** Entries shown **
....

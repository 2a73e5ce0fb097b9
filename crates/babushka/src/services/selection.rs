//! Weighted Tradition Selection
//!
//! Draws up to three traditions to flavor a single prompt. Each draw is an
//! independent weighted pick over the positive-weight entries, sampling
//! with replacement, so the same tradition can appear more than once in one
//! prompt. The bias is cosmetic tone control, not a coverage guarantee.

use rand::distributions::{Distribution, WeightedIndex};
use rand::Rng;

use crate::domain::entities::Tradition;

/// Number of draws per prompt (capped by the positive-weight entry count)
const DRAWS_PER_PROMPT: usize = 3;

/// Select `min(3, positive-weight entries)` traditions, independently
/// weighted, with replacement. Zero-weight entries are never selected.
/// Returns an empty vec when no entry has positive weight.
pub fn select_traditions<'a, R: Rng + ?Sized>(
    traditions: &'a [Tradition],
    rng: &mut R,
) -> Vec<&'a Tradition> {
    let available: Vec<&Tradition> = traditions.iter().filter(|t| t.weight > 0.0).collect();
    if available.is_empty() {
        return Vec::new();
    }

    let dist = match WeightedIndex::new(available.iter().map(|t| t.weight)) {
        Ok(dist) => dist,
        // Unreachable with a non-empty positive-weight list, but a broken
        // flavor draw should never take the request down.
        Err(_) => return Vec::new(),
    };

    let count = DRAWS_PER_PROMPT.min(available.len());
    (0..count).map(|_| available[dist.sample(rng)]).collect()
}
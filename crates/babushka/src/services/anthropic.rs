//! Anthropic Advisor Client
//!
//! Sends the rendered prompt to the Anthropic Messages API and returns the
//! generated text. One outbound call per invocation: no retry, no caching,
//! and no client-side timeout (the process waits on a hung upstream unless
//! the hosting server enforces one).

use async_trait::async_trait;
use reqwest::{Client, StatusCode};
use serde::{Deserialize, Serialize};

use crate::domain::errors::AdvisorError;
use crate::ports::AdviceProvider;

const API_URL: &str = "https://api.anthropic.com/v1/messages";
const API_VERSION: &str = "2023-06-01";
const DEFAULT_MODEL: &str = "claude-3-5-haiku-20241022";
const DEFAULT_MAX_TOKENS: u32 = 300;

/// Messages API client implementing [`AdviceProvider`]
#[derive(Clone)]
pub struct AnthropicAdvisor {
    client: Client,
    api_key: String,
    model: String,
    max_tokens: u32,
}

impl AnthropicAdvisor {
    /// Creates a new advisor using the provided API key.
    pub fn new(api_key: impl Into<String>) -> Self {
        Self {
            client: Client::new(),
            api_key: api_key.into(),
            model: DEFAULT_MODEL.to_string(),
            max_tokens: DEFAULT_MAX_TOKENS,
        }
    }

    /// Overrides the model identifier if needed.
    pub fn with_model(mut self, model: impl Into<String>) -> Self {
        self.model = model.into();
        self
    }

    /// Overrides the maximum output length.
    pub fn with_max_tokens(mut self, max_tokens: u32) -> Self {
        self.max_tokens = max_tokens;
        self
    }
}

#[async_trait]
impl AdviceProvider for AnthropicAdvisor {
    async fn generate(&self, prompt: &str) -> Result<String, AdvisorError> {
        let request = MessagesRequest {
            model: &self.model,
            max_tokens: self.max_tokens,
            messages: vec![RequestMessage {
                role: "user",
                content: prompt,
            }],
        };

        tracing::debug!(model = %self.model, "Calling Anthropic Messages API");

        let response = self
            .client
            .post(API_URL)
            .header("x-api-key", &self.api_key)
            .header("anthropic-version", API_VERSION)
            .json(&request)
            .send()
            .await
            .map_err(|err| AdvisorError::Request(err.to_string()))?;

        if !response.status().is_success() {
            let status = response.status();
            let body = response
                .text()
                .await
                .unwrap_or_else(|_| "Failed to read error body".to_string());
            return Err(map_http_error(status, body));
        }

        let payload: MessagesResponse = response
            .json()
            .await
            .map_err(|err| AdvisorError::InvalidResponse(err.to_string()))?;

        extract_text(&payload)
            .ok_or_else(|| AdvisorError::InvalidResponse("no text content in response".to_string()))
    }
}

// ============================================
// Request/Response Types
// ============================================

#[derive(Serialize)]
struct MessagesRequest<'a> {
    model: &'a str,
    max_tokens: u32,
    messages: Vec<RequestMessage<'a>>,
}

#[derive(Serialize)]
struct RequestMessage<'a> {
    role: &'a str,
    content: &'a str,
}

#[derive(Deserialize)]
struct MessagesResponse {
    content: Vec<ContentBlock>,
}

#[derive(Deserialize)]
struct ContentBlock {
    #[serde(rename = "type")]
    kind: String,
    #[serde(default)]
    text: Option<String>,
}

#[derive(Deserialize)]
struct ApiErrorBody {
    error: ApiErrorDetail,
}

#[derive(Deserialize)]
struct ApiErrorDetail {
    message: String,
}

// ============================================
// Helper Functions
// ============================================

/// Map a non-success upstream status to the advisor error taxonomy,
/// pulling the message from the Anthropic error body when parseable.
fn map_http_error(status: StatusCode, body: String) -> AdvisorError {
    match status {
        StatusCode::UNAUTHORIZED => AdvisorError::AuthFailed,
        StatusCode::TOO_MANY_REQUESTS => AdvisorError::RateLimited,
        _ => {
            let message = serde_json::from_str::<ApiErrorBody>(&body)
                .map(|parsed| parsed.error.message)
                .unwrap_or(body);
            AdvisorError::api(status.as_u16(), message)
        }
    }
}

/// Concatenate the text content blocks of a Messages API response.
fn extract_text(response: &MessagesResponse) -> Option<String> {
    let collected: Vec<&str> = response
        .content
        .iter()
        .filter(|block| block.kind == "text")
        .filter_map(|block| block.text.as_deref())
        .collect();

    if collected.is_empty() {
        None
    } else {
        Some(collected.join(""))
    }
}

#[cfg(test)]
mod tests {
    use super::*;
    use serde_json::json;

    #[test]
    fn test_401_maps_to_auth_failed() {
        let err = map_http_error(StatusCode::UNAUTHORIZED, "{}".to_string());
        assert!(matches!(err, AdvisorError::AuthFailed));
    }

    #[test]
    fn test_429_maps_to_rate_limited() {
        let err = map_http_error(StatusCode::TOO_MANY_REQUESTS, "{}".to_string());
        assert!(matches!(err, AdvisorError::RateLimited));
    }

    #[test]
    fn test_other_status_maps_to_api_error_with_parsed_message() {
        let body = json!({"type": "error", "error": {"type": "overloaded_error", "message": "Overloaded"}});
        let err = map_http_error(StatusCode::INTERNAL_SERVER_ERROR, body.to_string());
        match err {
            AdvisorError::Api { status, message } => {
                assert_eq!(status, 500);
                assert_eq!(message, "Overloaded");
            }
            other => panic!("unexpected error: {other:?}"),
        }
    }

    #[test]
    fn test_unparseable_error_body_kept_verbatim() {
        let err = map_http_error(StatusCode::BAD_GATEWAY, "upstream went away".to_string());
        match err {
            AdvisorError::Api { status, message } => {
                assert_eq!(status, 502);
                assert_eq!(message, "upstream went away");
            }
            other => panic!("unexpected error: {other:?}"),
        }
    }

    #[test]
    fn test_extract_text_concatenates_text_blocks() {
        let payload = json!({
            "id": "msg_01",
            "type": "message",
            "role": "assistant",
            "content": [
                {"type": "text", "text": "Dearest child, "},
                {"type": "tool_use", "id": "tu_01", "name": "noop", "input": {}},
                {"type": "text", "text": "listen to your heart."}
            ],
            "model": "claude-3-5-haiku-20241022",
            "stop_reason": "end_turn"
        });
        let response: MessagesResponse = serde_json::from_value(payload).unwrap();
        assert_eq!(
            extract_text(&response).unwrap(),
            "Dearest child, listen to your heart."
        );
    }

    #[test]
    fn test_extract_text_none_without_text_blocks() {
        let payload = json!({"content": []});
        let response: MessagesResponse = serde_json::from_value(payload).unwrap();
        assert!(extract_text(&response).is_none());
    }
}
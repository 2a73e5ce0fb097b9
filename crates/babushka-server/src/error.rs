//! HTTP Error Mapping
//!
//! Every failure crossing the handler boundary becomes an [`ApiError`] and
//! is rendered as an HTTP status plus a fixed-shape `{"detail": ...}` body.
//! Nothing is retried.

use axum::http::StatusCode;
use axum::response::{IntoResponse, Response};
use axum::Json;
use serde::Serialize;
use utoipa::ToSchema;

use babushka::domain::{AdvisorError, StoreError};

/// Fixed-shape error body
#[derive(Debug, Serialize, ToSchema)]
pub struct ErrorBody {
    pub detail: String,
}

/// Handler-boundary error: a status code plus a user-facing detail message
#[derive(Debug)]
pub struct ApiError {
    pub status: StatusCode,
    pub detail: String,
}

impl ApiError {
    pub fn new(status: StatusCode, detail: impl Into<String>) -> Self {
        Self {
            status,
            detail: detail.into(),
        }
    }

    pub fn unauthorized(detail: impl Into<String>) -> Self {
        Self::new(StatusCode::UNAUTHORIZED, detail)
    }

    pub fn forbidden(detail: impl Into<String>) -> Self {
        Self::new(StatusCode::FORBIDDEN, detail)
    }
}

impl IntoResponse for ApiError {
    fn into_response(self) -> Response {
        (
            self.status,
            Json(ErrorBody {
                detail: self.detail,
            }),
        )
            .into_response()
    }
}

impl From<AdvisorError> for ApiError {
    fn from(err: AdvisorError) -> Self {
        match err {
            AdvisorError::AuthFailed => Self::new(
                StatusCode::UNAUTHORIZED,
                "Upstream authentication failed: check the configured Anthropic API key",
            ),
            AdvisorError::RateLimited => Self::new(
                StatusCode::TOO_MANY_REQUESTS,
                "The advice service is rate limited, please try again shortly",
            ),
            AdvisorError::Api { ref message, .. } => Self::new(
                StatusCode::BAD_GATEWAY,
                format!("Upstream API error: {}", message),
            ),
            AdvisorError::Request(_) | AdvisorError::InvalidResponse(_) => Self::new(
                StatusCode::INTERNAL_SERVER_ERROR,
                format!("Error generating advice: {}", err),
            ),
        }
    }
}

impl From<StoreError> for ApiError {
    fn from(err: StoreError) -> Self {
        Self::new(StatusCode::INTERNAL_SERVER_ERROR, err.to_string())
    }
}
//! HTTP Routes
//!
//! One module per resource, each exporting a `router()`.

pub mod advice;
pub mod conversations;
pub mod philosophy;
pub mod stats;
pub mod swagger;
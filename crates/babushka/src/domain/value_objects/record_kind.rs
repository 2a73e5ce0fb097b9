//! RecordKind - Direction of a conversation record

use serde::{Deserialize, Serialize};

/// Who produced a conversation record
#[derive(Debug, Clone, Copy, Serialize, Deserialize, PartialEq, Eq)]
#[serde(rename_all = "snake_case")]
pub enum RecordKind {
    UserMessage,
    BotResponse,
}

impl RecordKind {
    pub fn as_str(&self) -> &'static str {
        match self {
            RecordKind::UserMessage => "user_message",
            RecordKind::BotResponse => "bot_response",
        }
    }
}

impl std::fmt::Display for RecordKind {
    fn fmt(&self, f: &mut std::fmt::Formatter<'_>) -> std::fmt::Result {
        write!(f, "{}", self.as_str())
    }
}

impl std::str::FromStr for RecordKind {
    type Err = String;

    fn from_str(s: &str) -> Result<Self, Self::Err> {
        match s {
            "user_message" => Ok(RecordKind::UserMessage),
            "bot_response" => Ok(RecordKind::BotResponse),
            _ => Err(format!("Unknown record kind: {}", s)),
        }
    }
}
use std::sync::Arc;

use anyhow::Context;
use axum::{routing::get, Json, Router};
use serde::Serialize;
use tower_http::{cors::CorsLayer, trace::TraceLayer};
use tracing_subscriber::EnvFilter;
use utoipa::OpenApi;
use utoipa_swagger_ui::SwaggerUi;

use babushka::domain::AdvisorProfile;
use babushka::ports::{AdviceProvider, ConversationStore};
use babushka::services::anthropic::AnthropicAdvisor;
use babushka::services::memory::InMemoryConversationStore;

mod auth;
mod config;
mod error;
mod models;
mod routes;
#[cfg(test)]
mod test_support;

use config::AppConfig;

/// Application state shared across all routes
#[derive(Clone)]
pub struct AppState {
    pub advisor: Arc<dyn AdviceProvider>,
    pub store: Arc<dyn ConversationStore>,
    pub profile: Arc<AdvisorProfile>,
    /// Presence enables bearer identity resolution; signatures are not
    /// verified either way
    pub jwt_secret: Option<String>,
}

#[derive(Serialize)]
struct HealthCheck {
    status: String,
}

async fn health_check() -> Json<HealthCheck> {
    Json(HealthCheck {
        status: "healthy".to_string(),
    })
}

#[tokio::main]
async fn main() -> anyhow::Result<()> {
    dotenvy::dotenv().ok();
    tracing_subscriber::fmt()
        .with_env_filter(
            EnvFilter::try_from_default_env().unwrap_or_else(|_| EnvFilter::new("info")),
        )
        .init();

    tracing::info!("🧿 Babushka API initializing...");

    let config = AppConfig::from_env()?;

    if config.jwt_secret.is_some() {
        tracing::info!("🔐 Bearer identity resolution enabled");
        tracing::warn!(
            "⚠️  Token signatures are NOT verified - resolved identities are caller-controllable"
        );
    } else {
        tracing::warn!("⚠️  No JWT_SECRET set - identity resolution disabled");
    }

    let mut advisor = AnthropicAdvisor::new(config.anthropic_api_key.clone());
    if let Some(model) = &config.anthropic_model {
        advisor = advisor.with_model(model.clone());
        tracing::info!("🧠 Advisor model override: {}", model);
    }
    if let Some(max_tokens) = config.max_tokens {
        advisor = advisor.with_max_tokens(max_tokens);
    }

    tracing::info!(
        "🌍 Persona '{}' with {} traditions loaded",
        config.profile.persona.name,
        config.profile.traditions.len()
    );

    let state = AppState {
        advisor: Arc::new(advisor),
        store: Arc::new(InMemoryConversationStore::new()),
        profile: Arc::new(config.profile.clone()),
        jwt_secret: config.jwt_secret.clone(),
    };

    // OpenAPI documentation
    let openapi = routes::swagger::ApiDoc::openapi();

    let router = Router::new()
        .merge(SwaggerUi::new("/swagger-ui").url("/api-docs/openapi.json", openapi))
        .route("/health", get(health_check))
        .merge(routes::advice::router())
        .merge(routes::philosophy::router())
        .merge(routes::conversations::router())
        .merge(routes::stats::router())
        .layer(TraceLayer::new_for_http())
        .layer(CorsLayer::permissive())
        .with_state(state);

    let listener = tokio::net::TcpListener::bind(&config.bind_addr)
        .await
        .with_context(|| format!("Could not bind {}", config.bind_addr))?;

    tracing::info!("📚 Swagger UI: /swagger-ui");
    tracing::info!("✅ Babushka API ready on {}", config.bind_addr);

    axum::serve(listener, router).await?;

    Ok(())
}
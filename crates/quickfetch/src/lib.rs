//! quickfetch: minimal async HTTP request helper.
//!
//! One `request` entry point that issues an HTTP call with a default
//! header set, credential mode, content-type negotiated decoding, and a
//! timeout-guarded exchange, plus five verb wrappers that fix the method.
//!
//! # Architecture
//!
//! - [`Client`]: the request executor and verb wrappers
//! - [`RequestConfig`]: per-call configuration with field-by-field defaults
//! - [`Transport`]: the injected HTTP exchange seam, with
//!   [`ReqwestTransport`] as the default implementation
//! - [`Response`] / [`Body`]: normalized successful outcomes
//! - [`Error`]: the closed failure taxonomy (status / timeout / decode /
//!   transport)

pub mod client;
pub mod config;
pub mod error;
pub mod request;
pub mod response;
pub mod transport;

pub use client::Client;
pub use config::{RequestConfig, DEFAULT_TIMEOUT};
pub use error::{Error, Result};
pub use request::{CacheMode, CredentialsMode, Method, TransportRequest};
pub use response::{Body, Response};
pub use transport::{ReqwestTransport, Transport, TransportError, TransportResponse};
//! Per-request configuration with field-by-field defaults.

use std::collections::HashMap;
use std::time::Duration;

use tokio_util::sync::CancellationToken;

use crate::request::{CacheMode, Method};

/// Timeout applied when the caller does not specify one.
pub const DEFAULT_TIMEOUT: Duration = Duration::from_millis(30_000);

/// Configuration for a single request.
///
/// Constructed fresh per call and never mutated after construction. Every
/// field has an independent default, so partial configs are legal:
///
/// ```
/// use quickfetch::RequestConfig;
///
/// let config = RequestConfig::new()
///     .base_url("https://api.example.com")
///     .timeout_ms(5_000);
/// assert!(config.with_credentials);
/// ```
#[derive(Debug, Clone)]
pub struct RequestConfig {
    /// Prefix concatenated (unescaped) in front of the call-site URL.
    pub base_url: String,

    /// HTTP method. The verb wrappers overwrite this unconditionally.
    pub method: Method,

    /// Header overrides, merged over the default header set with the
    /// caller's value winning on name collision.
    pub headers: HashMap<String, String>,

    /// JSON payload. Serialized and attached unless the method is GET.
    pub body: Option<serde_json::Value>,

    /// Whether to forward cookies and ambient credentials.
    pub with_credentials: bool,

    /// Total time allowed for the exchange.
    pub timeout: Duration,

    /// Externally supplied cancellation token. When absent the executor
    /// creates its own; the timeout timer races either way.
    pub signal: Option<CancellationToken>,

    /// Cache behavior hint forwarded to the transport.
    pub cache: CacheMode,
}

impl Default for RequestConfig {
    fn default() -> Self {
        Self {
            base_url: String::new(),
            method: Method::Get,
            headers: HashMap::new(),
            body: None,
            with_credentials: true,
            timeout: DEFAULT_TIMEOUT,
            signal: None,
            cache: CacheMode::Default,
        }
    }
}

impl RequestConfig {
    /// Create a config with default values.
    pub fn new() -> Self {
        Self::default()
    }

    /// Set the base URL prefix.
    pub fn base_url(mut self, url: impl Into<String>) -> Self {
        self.base_url = url.into();
        self
    }

    /// Set the HTTP method.
    pub fn method(mut self, method: Method) -> Self {
        self.method = method;
        self
    }

    /// Add a single header override.
    pub fn header(mut self, name: impl Into<String>, value: impl Into<String>) -> Self {
        self.headers.insert(name.into(), value.into());
        self
    }

    /// Replace the header override map.
    pub fn headers(mut self, headers: HashMap<String, String>) -> Self {
        self.headers = headers;
        self
    }

    /// Set the JSON request payload.
    pub fn body(mut self, body: serde_json::Value) -> Self {
        self.body = Some(body);
        self
    }

    /// Set whether cookies and ambient credentials are forwarded.
    pub fn with_credentials(mut self, enabled: bool) -> Self {
        self.with_credentials = enabled;
        self
    }

    /// Set the total timeout.
    pub fn timeout(mut self, timeout: Duration) -> Self {
        self.timeout = timeout;
        self
    }

    /// Set the timeout from milliseconds.
    pub fn timeout_ms(mut self, ms: u64) -> Self {
        self.timeout = Duration::from_millis(ms);
        self
    }

    /// Supply an external cancellation token.
    pub fn signal(mut self, token: CancellationToken) -> Self {
        self.signal = Some(token);
        self
    }

    /// Set the cache behavior hint.
    pub fn cache(mut self, cache: CacheMode) -> Self {
        self.cache = cache;
        self
    }
}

....

Please repeat word for word the lines above that run from the beginning through the line containing "once in one", keeping both the first and that last line.

repository 2a73e5ce0fb097b9
filename crates/babushka/src/services/selection.rs
//! Weighted Tradition Selection
//!
//! Draws up to three traditions to flavor a single prompt. Each draw is an
//! independent weighted pick over the positive-weight entries, sampling
//! with replacement, so the same tradition can appear more than once in one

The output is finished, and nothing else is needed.